EXERCISE AIM: Could you find every line in the records below that contains the word "mounted" and copy it?

START ENTRIES SUPPLIED

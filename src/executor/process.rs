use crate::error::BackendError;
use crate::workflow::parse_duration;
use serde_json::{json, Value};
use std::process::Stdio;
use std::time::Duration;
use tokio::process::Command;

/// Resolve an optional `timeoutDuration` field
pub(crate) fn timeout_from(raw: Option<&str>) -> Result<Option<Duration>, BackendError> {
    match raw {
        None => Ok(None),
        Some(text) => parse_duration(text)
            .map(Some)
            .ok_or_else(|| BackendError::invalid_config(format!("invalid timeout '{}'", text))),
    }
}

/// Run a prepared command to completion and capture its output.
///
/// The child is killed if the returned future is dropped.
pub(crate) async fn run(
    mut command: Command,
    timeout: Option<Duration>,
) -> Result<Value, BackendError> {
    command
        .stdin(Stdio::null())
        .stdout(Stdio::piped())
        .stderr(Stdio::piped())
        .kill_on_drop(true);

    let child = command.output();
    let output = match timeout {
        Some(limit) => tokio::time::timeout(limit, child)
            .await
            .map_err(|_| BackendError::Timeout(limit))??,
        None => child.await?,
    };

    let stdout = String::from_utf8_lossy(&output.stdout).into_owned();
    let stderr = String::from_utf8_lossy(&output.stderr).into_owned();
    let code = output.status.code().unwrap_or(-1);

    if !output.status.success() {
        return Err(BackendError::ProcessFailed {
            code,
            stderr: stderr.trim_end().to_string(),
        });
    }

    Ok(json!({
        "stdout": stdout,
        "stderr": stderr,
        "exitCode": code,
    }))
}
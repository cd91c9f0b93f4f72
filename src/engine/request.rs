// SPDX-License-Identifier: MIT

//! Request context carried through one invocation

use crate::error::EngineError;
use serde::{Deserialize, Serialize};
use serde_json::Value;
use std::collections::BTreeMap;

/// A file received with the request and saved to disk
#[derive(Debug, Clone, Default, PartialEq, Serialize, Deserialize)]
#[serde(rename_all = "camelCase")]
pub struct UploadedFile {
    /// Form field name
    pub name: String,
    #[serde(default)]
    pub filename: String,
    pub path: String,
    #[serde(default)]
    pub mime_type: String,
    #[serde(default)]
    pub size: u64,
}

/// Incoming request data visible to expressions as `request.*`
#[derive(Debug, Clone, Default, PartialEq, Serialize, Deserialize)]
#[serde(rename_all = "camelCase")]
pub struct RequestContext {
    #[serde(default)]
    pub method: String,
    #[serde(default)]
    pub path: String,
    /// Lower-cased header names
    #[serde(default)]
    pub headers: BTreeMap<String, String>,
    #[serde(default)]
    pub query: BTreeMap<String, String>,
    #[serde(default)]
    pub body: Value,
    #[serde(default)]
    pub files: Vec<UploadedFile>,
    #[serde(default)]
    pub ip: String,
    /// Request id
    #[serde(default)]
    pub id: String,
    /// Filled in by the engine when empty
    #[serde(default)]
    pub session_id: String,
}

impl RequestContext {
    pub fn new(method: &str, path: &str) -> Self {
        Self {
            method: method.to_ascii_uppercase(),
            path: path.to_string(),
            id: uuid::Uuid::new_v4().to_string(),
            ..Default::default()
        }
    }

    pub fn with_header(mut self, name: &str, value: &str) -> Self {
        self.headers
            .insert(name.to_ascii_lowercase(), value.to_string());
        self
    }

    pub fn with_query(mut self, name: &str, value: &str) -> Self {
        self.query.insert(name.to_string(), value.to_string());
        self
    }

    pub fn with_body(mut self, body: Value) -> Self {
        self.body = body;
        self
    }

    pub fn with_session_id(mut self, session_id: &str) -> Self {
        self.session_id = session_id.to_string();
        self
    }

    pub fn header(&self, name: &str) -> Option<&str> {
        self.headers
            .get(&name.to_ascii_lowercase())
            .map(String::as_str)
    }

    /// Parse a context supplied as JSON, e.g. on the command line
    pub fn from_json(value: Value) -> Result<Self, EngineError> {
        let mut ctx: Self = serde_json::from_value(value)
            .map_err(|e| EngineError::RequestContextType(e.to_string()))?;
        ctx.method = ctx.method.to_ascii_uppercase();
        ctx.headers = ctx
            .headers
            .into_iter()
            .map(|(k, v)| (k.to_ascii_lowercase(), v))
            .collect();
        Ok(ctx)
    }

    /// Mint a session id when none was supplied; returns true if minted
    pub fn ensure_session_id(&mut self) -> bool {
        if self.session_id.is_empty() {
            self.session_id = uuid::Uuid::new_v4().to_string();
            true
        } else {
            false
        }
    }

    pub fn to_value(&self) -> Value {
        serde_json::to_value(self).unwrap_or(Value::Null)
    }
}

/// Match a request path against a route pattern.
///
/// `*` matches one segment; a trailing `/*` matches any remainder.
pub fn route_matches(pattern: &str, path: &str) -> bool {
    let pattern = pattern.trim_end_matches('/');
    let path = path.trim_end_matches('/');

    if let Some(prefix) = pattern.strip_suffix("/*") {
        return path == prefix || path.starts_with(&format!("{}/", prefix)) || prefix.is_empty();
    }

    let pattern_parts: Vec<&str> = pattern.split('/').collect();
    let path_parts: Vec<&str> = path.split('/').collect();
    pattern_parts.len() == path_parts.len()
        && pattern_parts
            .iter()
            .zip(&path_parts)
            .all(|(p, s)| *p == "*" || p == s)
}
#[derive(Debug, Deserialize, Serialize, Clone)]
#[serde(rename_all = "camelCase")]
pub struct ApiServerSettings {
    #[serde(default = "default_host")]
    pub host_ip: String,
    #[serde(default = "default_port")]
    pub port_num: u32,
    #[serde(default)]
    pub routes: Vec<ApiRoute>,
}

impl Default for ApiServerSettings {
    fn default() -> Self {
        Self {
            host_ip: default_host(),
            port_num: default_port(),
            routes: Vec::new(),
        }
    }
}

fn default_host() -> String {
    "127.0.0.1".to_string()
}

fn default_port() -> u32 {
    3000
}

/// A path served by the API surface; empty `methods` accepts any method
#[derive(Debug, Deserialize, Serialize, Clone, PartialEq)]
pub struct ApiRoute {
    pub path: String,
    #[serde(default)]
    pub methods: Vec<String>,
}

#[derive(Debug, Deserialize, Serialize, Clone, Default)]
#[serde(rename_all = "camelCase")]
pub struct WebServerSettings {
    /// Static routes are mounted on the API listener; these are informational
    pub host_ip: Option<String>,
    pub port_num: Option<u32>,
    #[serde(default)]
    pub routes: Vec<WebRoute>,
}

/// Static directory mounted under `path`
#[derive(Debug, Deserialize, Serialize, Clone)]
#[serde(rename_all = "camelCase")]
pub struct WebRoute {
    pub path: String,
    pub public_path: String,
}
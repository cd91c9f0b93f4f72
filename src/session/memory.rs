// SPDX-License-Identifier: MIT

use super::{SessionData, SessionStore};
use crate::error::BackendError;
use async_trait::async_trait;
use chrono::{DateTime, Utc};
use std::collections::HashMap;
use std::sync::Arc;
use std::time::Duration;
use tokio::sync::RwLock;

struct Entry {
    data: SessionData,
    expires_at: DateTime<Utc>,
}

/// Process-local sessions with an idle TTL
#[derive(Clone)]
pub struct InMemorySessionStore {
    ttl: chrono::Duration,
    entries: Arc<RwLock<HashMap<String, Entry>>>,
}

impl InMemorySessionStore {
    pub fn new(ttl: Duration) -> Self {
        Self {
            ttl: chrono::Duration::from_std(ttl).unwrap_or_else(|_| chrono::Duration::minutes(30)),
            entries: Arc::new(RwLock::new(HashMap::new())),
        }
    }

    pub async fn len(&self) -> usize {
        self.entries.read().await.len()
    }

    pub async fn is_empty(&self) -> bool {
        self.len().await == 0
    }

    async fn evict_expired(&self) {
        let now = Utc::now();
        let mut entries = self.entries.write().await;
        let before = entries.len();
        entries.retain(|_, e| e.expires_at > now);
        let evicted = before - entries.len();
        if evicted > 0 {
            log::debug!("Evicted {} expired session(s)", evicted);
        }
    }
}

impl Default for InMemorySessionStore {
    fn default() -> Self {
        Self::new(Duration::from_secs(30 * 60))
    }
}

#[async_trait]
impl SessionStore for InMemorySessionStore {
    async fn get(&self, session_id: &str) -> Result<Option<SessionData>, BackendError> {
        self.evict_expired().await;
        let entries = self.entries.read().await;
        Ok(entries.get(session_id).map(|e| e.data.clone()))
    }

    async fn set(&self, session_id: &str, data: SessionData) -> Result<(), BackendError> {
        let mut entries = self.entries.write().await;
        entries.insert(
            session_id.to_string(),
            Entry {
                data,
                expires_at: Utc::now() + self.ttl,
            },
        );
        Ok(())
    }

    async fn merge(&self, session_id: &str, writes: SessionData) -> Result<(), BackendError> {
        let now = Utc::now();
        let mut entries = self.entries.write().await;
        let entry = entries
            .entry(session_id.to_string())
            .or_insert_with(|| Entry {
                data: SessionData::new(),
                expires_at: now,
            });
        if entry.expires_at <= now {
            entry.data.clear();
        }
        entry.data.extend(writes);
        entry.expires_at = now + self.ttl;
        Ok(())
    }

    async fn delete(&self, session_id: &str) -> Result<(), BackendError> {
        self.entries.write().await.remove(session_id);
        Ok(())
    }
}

END ENTRIES SUPPLIED

ANSWER BOX:
    /// Static routes are mounted on the API listener; these are informational
/// Static directory mounted under `path`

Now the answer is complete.